Students will learn how to define Protocol Buffers, as well as how to properly modify them for future revisions to be backwards compatible. They will also learn how to define and consume simple requests via RPC (known as unary calls), as well as more advanced client, server, and bi-directional streaming services. Finally, the students will learn how to create the boilerplate client and server applications, as well as how to create middleware, secure their services, and if time permits, to monitor and track their rpc calls across their distributed application structure.
A basic understanding of the Go programming language. Beginners are highly encouraged to attend this training. While not necessary, it will be helpful if you have completed the Go tour (https://tour.golang.org).
Tim Raymond is a full-stack developer with over six years of experience writing Go for companies such as USA Today, InfluxData, and Mattel. He's worked on everything from publishing pipelines, gRPC APIs, IoT backends, and interactive React frontends powered by Go backends. Prior to his involvement in the Go community, Tim served as an organizer for the Boston Ruby Group. His professional interests range across web applications, compilers, networking, performance, and cryptography.
This module covers general information about your instructor and course materials.
This chapter covers general environment setup and other resource related
information needed to complete the courses contained within.
Installing all the tools you need to make protocol buffers work can be
challenging. This chapter lays out in detail the steps needed to properly
install and configure your development environment for protocol buffers. It
also includes specific steps for each operating system when necessary.
Protocol Buffers are the next step in data formats for high performance distributed
systems. In comparison to JSON or XML, protobufs can encode and decode faster, have
a smaller encoded size, and allow for use across platforms and languages.
In this chapter, we will cover how to create and use protocol buffers, as well
as how to extend them.
Throughout this chapter, the code samples may reference the plugin as gofast_out or go_out.
They can be used interchangeably based on what flavor of protobuf you decided to use.
gRPC is a modern open source high performance RPC framework that can run in any
environment. In this chapter we will cover the basic concepts used in gRPC, as
well as create some simple RPC calls using protocol buffers and implement them
with gRPC. We'll also cover how to create specific errors and codes with gRPC.
Streaming in gRPC allows for the client or server to send and receive more than one message. This
allows for asynchronous processing and bi-directional communication. This module will
cover client streaming, server streaming, and bi-directional streaming.
Similar to how HTTP protocol can send headers, gRPC allows you to
send key/value pairs via metadata. This module shows how to set
and retrieve metadata, and guidelines around when to use it.

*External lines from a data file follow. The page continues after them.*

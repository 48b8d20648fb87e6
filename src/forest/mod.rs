//! The arena which owns the nodes of any number of trees.
//!
//! Every node lives in a [`Forest`] and is addressed by a [`NodeId`]. Links between nodes (parent, first and last child, previous and next sibling) are stored as handles rather than pointers, so a node which gets detached from its tree simply becomes a standalone root inside the same forest and can be reused, relinked or freed.
//!
//! # Example
//! ```rust
//! use bough::forest::Forest;
//!
//! let mut forest = Forest::new();
//! let root = forest.add(1);
//!
//! // Nodes are created standalone and only gain relations through the linkage primitives.
//! let two = forest.add(2);
//! let three = forest.add(3);
//! forest.node_mut(root).add_children([Some(two), None, Some(three)].iter().copied());
//!
//! let root_ref = forest.node(root);
//! assert!(root_ref.is_root());
//! assert_eq!(root_ref.children().map(|x| *x.value()).collect::<Vec<_>>(), [2, 3]);
//! assert!(forest.node(two).is_leaf());
//! ```
//!
//! [`Forest`]: struct.Forest.html " "
//! [`NodeId`]: struct.NodeId.html " "

use core::fmt::{self, Formatter, Debug};
use granite::{Storage, SparseVec};
use hashbrown::HashSet;
use crate::util::Stack;

mod impl_traversable;
mod node;
mod node_ref;
mod node_ref_mut;
#[cfg(test)]
mod tests;

pub use node::{Node, NodeId};
pub use node_ref::{NodeRef, NodeChildrenIter};
pub use node_ref_mut::NodeRefMut;

/// An arena of tree nodes.
///
/// See the [module-level documentation] for more.
///
/// [module-level documentation]: index.html " "
pub struct Forest<P> {
    storage: SparseVec<Node<P>>,
    // Keys of freed nodes which the storage hasn't handed out again yet
    holes: HashSet<usize>,
    len: usize,
}
impl<P> Forest<P> {
    /// Creates an empty forest.
    #[inline]
    pub fn new() -> Self {
        Self {
            storage: <SparseVec<Node<P>> as Storage>::new(),
            holes: HashSet::new(),
            len: 0,
        }
    }
    /// Creates an empty forest with preallocated space for the specified number of nodes.
    #[inline]
    pub fn with_capacity(capacity: usize) -> Self {
        Self {
            storage: <SparseVec<Node<P>> as Storage>::with_capacity(capacity),
            holes: HashSet::new(),
            len: 0,
        }
    }
    /// Adds a standalone node, i.e. one without a parent, siblings or children, returning its handle.
    #[inline]
    pub fn add(&mut self, data: P) -> NodeId {
        self.len += 1;
        let key = self.storage.add(Node::standalone(data));
        self.holes.remove(&key);
        NodeId(key)
    }
    /// Returns the number of nodes currently stored in the forest, attached or not.
    #[inline(always)]
    pub fn len(&self) -> usize {
        self.len
    }
    /// Returns `true` if the forest does not store any nodes.
    #[inline(always)]
    pub fn is_empty(&self) -> bool {
        self.len == 0
    }

    /// Returns `true` if the handle points to a live node of this forest.
    #[inline]
    pub fn contains(&self, id: NodeId) -> bool {
        !self.holes.contains(&id.0) && self.storage.get(&id.0).is_some()
    }
    /// Returns a reference to the specified node, or `None` if the handle was never issued by this forest or the node has been freed.
    #[inline]
    pub fn get(&self, id: NodeId) -> Option<NodeRef<'_, P>> {
        if self.contains(id) {
            Some(NodeRef::new(self, id))
        } else {
            None
        }
    }
    /// Returns a *mutable* reference to the specified node, or `None` if the handle was never issued by this forest or the node has been freed.
    #[inline]
    pub fn get_mut(&mut self, id: NodeId) -> Option<NodeRefMut<'_, P>> {
        if self.contains(id) {
            Some(NodeRefMut::new(self, id))
        } else {
            None
        }
    }
    /// Returns a reference to the specified node.
    ///
    /// # Panics
    /// Panics if the handle does not point to a live node of this forest.
    #[inline]
    #[track_caller]
    pub fn node(&self, id: NodeId) -> NodeRef<'_, P> {
        self.get(id)
            .unwrap_or_else(|| panic!("invalid node handle: {}", id))
    }
    /// Returns a *mutable* reference to the specified node.
    ///
    /// # Panics
    /// Panics if the handle does not point to a live node of this forest.
    #[inline]
    #[track_caller]
    pub fn node_mut(&mut self, id: NodeId) -> NodeRefMut<'_, P> {
        self.get_mut(id)
            .unwrap_or_else(|| panic!("invalid node handle: {}", id))
    }
    /// Returns a reference to the payload of the specified node.
    ///
    /// # Panics
    /// Same as [`node`](#method.node).
    #[inline]
    #[track_caller]
    pub fn value(&self, id: NodeId) -> &P {
        &self.raw(id).data
    }
    /// Returns a *mutable* reference to the payload of the specified node.
    ///
    /// # Panics
    /// Same as [`node`](#method.node).
    #[inline]
    #[track_caller]
    pub fn value_mut(&mut self, id: NodeId) -> &mut P {
        &mut self.raw_mut(id).data
    }

    /// Detaches the subtree rooted at the specified node and frees all of its nodes, returning their payloads in depth-first order.
    ///
    /// The handles of the freed nodes become invalid and may be reused by nodes added afterwards.
    #[track_caller]
    pub fn remove_subtree(&mut self, id: NodeId) -> Vec<P> {
        self.unlink(id);
        let mut doomed = Vec::new();
        let mut stack = Stack::new();
        stack.push(id);
        while let Some(current) = stack.pop() {
            doomed.push(current);
            self.push_children_reversed(current, &mut stack);
        }
        self.len -= doomed.len();
        self.holes.extend(doomed.iter().map(|key| key.0));
        doomed
            .into_iter()
            .map(|key| self.storage.remove(&key.0).data)
            .collect()
    }
    /// Copies the subtree rooted at the specified node, returning the root of the copy. The copy is a standalone tree inside the same forest.
    #[track_caller]
    pub fn deep_copy(&mut self, id: NodeId) -> NodeId
    where
        P: Clone,
    {
        let copy_root = self.add(self.value(id).clone());
        let mut stack = Stack::new();
        stack.push((id, copy_root));
        while let Some((original, copy)) = stack.pop() {
            let mut children = Stack::new();
            self.push_children_reversed(original, &mut children);
            let mut pending = Stack::<(NodeId, NodeId)>::new();
            // Children come out of the stack in their natural order
            while let Some(child) = children.pop() {
                let child_copy = self.add(self.value(child).clone());
                self.append(copy, child_copy);
                pending.push((child, child_copy));
            }
            stack.extend(pending.into_iter().rev());
        }
        copy_root
    }

    #[inline]
    #[track_caller]
    pub(crate) fn raw(&self, id: NodeId) -> &Node<P> {
        if self.holes.contains(&id.0) {
            panic!("node {} has been freed", id);
        }
        self.storage
            .get(&id.0)
            .unwrap_or_else(|| panic!("invalid node handle: {}", id))
    }
    #[inline]
    #[track_caller]
    pub(crate) fn raw_mut(&mut self, id: NodeId) -> &mut Node<P> {
        if self.holes.contains(&id.0) {
            panic!("node {} has been freed", id);
        }
        self.storage
            .get_mut(&id.0)
            .unwrap_or_else(|| panic!("invalid node handle: {}", id))
    }
    /// Pushes the children of the node onto the stack so that the first child is popped first.
    pub(crate) fn push_children_reversed(&self, id: NodeId, stack: &mut Stack<NodeId>) {
        let mut child = self.raw(id).last_child;
        while let Some(key) = child {
            stack.push(key);
            child = self.raw(key).prev_sibling;
        }
    }
    /// Collects the children of the node in order.
    pub(crate) fn child_ids(&self, id: NodeId) -> Vec<NodeId> {
        let mut children = Vec::new();
        let mut child = self.raw(id).first_child;
        while let Some(key) = child {
            children.push(key);
            child = self.raw(key).next_sibling;
        }
        children
    }
    /// Returns `true` if `candidate` is `id` itself or one of its ancestors. Walks every ancestor of `id`.
    pub(crate) fn is_self_or_ancestor(&self, candidate: NodeId, id: NodeId) -> bool {
        let mut current = Some(id);
        while let Some(key) = current {
            if key == candidate {
                return true;
            }
            current = self.raw(key).parent;
        }
        false
    }
    /// Removes the node from its parent's child list, keeping its own children. Does nothing for roots.
    pub(crate) fn unlink(&mut self, id: NodeId) {
        let (parent, prev, next) = {
            let node = self.raw(id);
            (node.parent, node.prev_sibling, node.next_sibling)
        };
        match prev {
            Some(prev) => self.raw_mut(prev).next_sibling = next,
            None => {
                if let Some(parent) = parent {
                    self.raw_mut(parent).first_child = next;
                }
            }
        }
        match next {
            Some(next) => self.raw_mut(next).prev_sibling = prev,
            None => {
                if let Some(parent) = parent {
                    self.raw_mut(parent).last_child = prev;
                }
            }
        }
        self.raw_mut(id).clear_position();
    }
    /// Links an already unlinked node as the last child of `parent`.
    pub(crate) fn append(&mut self, parent: NodeId, child: NodeId) {
        let last = self.raw(parent).last_child;
        {
            let child = self.raw_mut(child);
            child.parent = Some(parent);
            child.prev_sibling = last;
            child.next_sibling = None;
        }
        match last {
            Some(last) => self.raw_mut(last).next_sibling = Some(child),
            None => self.raw_mut(parent).first_child = Some(child),
        }
        self.raw_mut(parent).last_child = Some(child);
    }
}
impl<P> Default for Forest<P> {
    #[inline]
    fn default() -> Self {
        Self::new()
    }
}
impl<P> Debug for Forest<P> {
    #[inline]
    fn fmt(&self, f: &mut Formatter<'_>) -> fmt::Result {
        f.debug_struct("Forest")
            .field("len", &self.len)
            .finish_non_exhaustive()
    }
}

Service Level Agreements (SLA's) are an important part of your API. This
chapter will discuss how to implement them on the client and server, and best
practices to follow.
gRPC provides a simple authentication API based around the unified concept of
Credentials objects, which can be used when creating an entire gRPC channel or
an individual call.
Credentials can be of two types:
This chapter will cover how to secure a channel and how to secure a call.
This chapter will show how to approach testing for both client and server
services. We will also cover how to mock out specific parts of the stack to
enable easy unit testing.
Middleware is a common way to handle many concepts such as logging, tracing,
and more. You can implement middleware in your gRPC stack with "interceptors".
This chapter will show how to create basic interceptors and cover existing
third party interceptors, as well as setting up basic health checks, retry
logic, and load balancing.
This module will cover how to enable tracing across your distributed gRPC
stack, as well as cover popular concepts such as OpenTrace and OpenCensus.
This chapter covers where to get more support on Go, recommends books and
videos, and list the contact information for our instructors.